Problem description: Check each line below for the word "PerItemResult", and copy those that have it.

Information provided:
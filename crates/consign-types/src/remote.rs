//! Request/response shapes of the remote commerce backend.
//!
//! Only the fields the engine depends on are modelled; unknown fields are
//! ignored. Every optional field is genuinely optional on the wire.

use std::collections::BTreeMap;

use rust_decimal::Decimal;
use serde::{Deserialize, Serialize};

use crate::{CollectibleHolding, HoldingId, TransferVoucher};

/// Authoritative consignment-eligibility verdict for one holding.
#[derive(Debug, Clone, Default, PartialEq, Serialize, Deserialize)]
#[serde(rename_all = "camelCase")]
pub struct EligibilityCheck {
    #[serde(default)]
    pub unlocked: Option<bool>,
    #[serde(default)]
    pub can_consign: Option<bool>,
    #[serde(default)]
    pub remaining_seconds: Option<f64>,
    #[serde(default)]
    pub buy_price: Option<Decimal>,
    #[serde(default)]
    pub appreciation_rate: Option<Decimal>,
    #[serde(default)]
    pub is_old_asset_package: Option<bool>,
}

impl EligibilityCheck {
    /// The explicit boolean verdict, if the backend gave one.
    ///
    /// `can_consign` is consulted when `unlocked` is absent; when both are
    /// present, both must be true.
    #[must_use]
    pub fn explicit_verdict(&self) -> Option<bool> {
        match (self.unlocked, self.can_consign) {
            (Some(a), Some(b)) => Some(a && b),
            (Some(a), None) | (None, Some(a)) => Some(a),
            (None, None) => None,
        }
    }
}

/// Response to a rights-delivery submission.
#[derive(Debug, Clone, Default, PartialEq, Eq, Serialize, Deserialize)]
#[serde(rename_all = "camelCase")]
pub struct SubmitResponse {
    pub success: bool,
    #[serde(default)]
    pub message: Option<String>,
}

/// Response to a single consignment submission.
#[derive(Debug, Clone, Default, PartialEq, Eq, Serialize, Deserialize)]
#[serde(rename_all = "camelCase")]
pub struct ConsignSubmitResponse {
    pub success: bool,
    #[serde(default)]
    pub message: Option<String>,
    #[serde(default)]
    pub voucher_consumed: Option<bool>,
    #[serde(default)]
    pub voucher_remaining: Option<u32>,
}

impl ConsignSubmitResponse {
    /// "voucher consumed / remaining" annotation, when the backend sent one.
    #[must_use]
    pub fn voucher_annotation(&self) -> Option<String> {
        match (self.voucher_consumed, self.voucher_remaining) {
            (Some(true), Some(left)) => Some(format!("1 voucher used, {left} remaining")),
            (Some(true), None) => Some("1 voucher used".to_string()),
            (_, Some(left)) => Some(format!("{left} voucher(s) remaining")),
            _ => None,
        }
    }
}

/// One line of a batch response.
#[derive(Debug, Clone, PartialEq, Eq, Serialize, Deserialize)]
#[serde(rename_all = "camelCase")]
pub struct PerItemResult {
    pub holding_id: HoldingId,
    pub success: bool,
    #[serde(default)]
    pub message: Option<String>,
}

/// Response to a bulk consignment submission.
#[derive(Debug, Clone, Default, PartialEq, Eq, Serialize, Deserialize)]
#[serde(rename_all = "camelCase")]
pub struct BatchSubmitResponse {
    pub total_count: u32,
    pub success_count: u32,
    pub failure_count: u32,
    #[serde(default)]
    pub per_item_results: Option<Vec<PerItemResult>>,
    #[serde(default)]
    pub failure_reason_histogram: Option<BTreeMap<String, u32>>,
    #[serde(default)]
    pub note: Option<String>,
}

/// One page of an actor's holdings.
#[derive(Debug, Clone, Default, Serialize, Deserialize)]
#[serde(rename_all = "camelCase")]
pub struct HoldingsPage {
    #[serde(default)]
    pub list: Vec<CollectibleHolding>,
    #[serde(default)]
    pub has_more: Option<bool>,
    #[serde(default)]
    pub total: Option<u64>,
    #[serde(default)]
    pub voucher_count_hint: Option<u32>,
}

/// One page of an actor's available vouchers.
#[derive(Debug, Clone, Default, Serialize, Deserialize)]
#[serde(rename_all = "camelCase")]
pub struct VoucherPage {
    #[serde(default)]
    pub list: Vec<TransferVoucher>,
    #[serde(default)]
    pub has_more: Option<bool>,
    #[serde(default)]
    pub total: Option<u64>,
}

/// Trading-window statistics reported alongside batch candidates.
#[derive(Debug, Clone, Default, PartialEq, Eq, Serialize, Deserialize)]
#[serde(rename_all = "camelCase")]
pub struct TradingStats {
    pub is_trading_window_open: bool,
    #[serde(default)]
    pub current_time: Option<String>,
    #[serde(default)]
    pub active_session_count: u32,
    #[serde(default)]
    pub available_now_count: u32,
}

/// Backend-suggested batch candidates.
#[derive(Debug, Clone, Default, Serialize, Deserialize)]
#[serde(rename_all = "camelCase")]
pub struct BatchCandidates {
    #[serde(default)]
    pub items: Vec<CollectibleHolding>,
    #[serde(default)]
    pub stats: Option<TradingStats>,
}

Task answer:
pub struct PerItemResult {
    pub per_item_results: Option<Vec<PerItemResult>>,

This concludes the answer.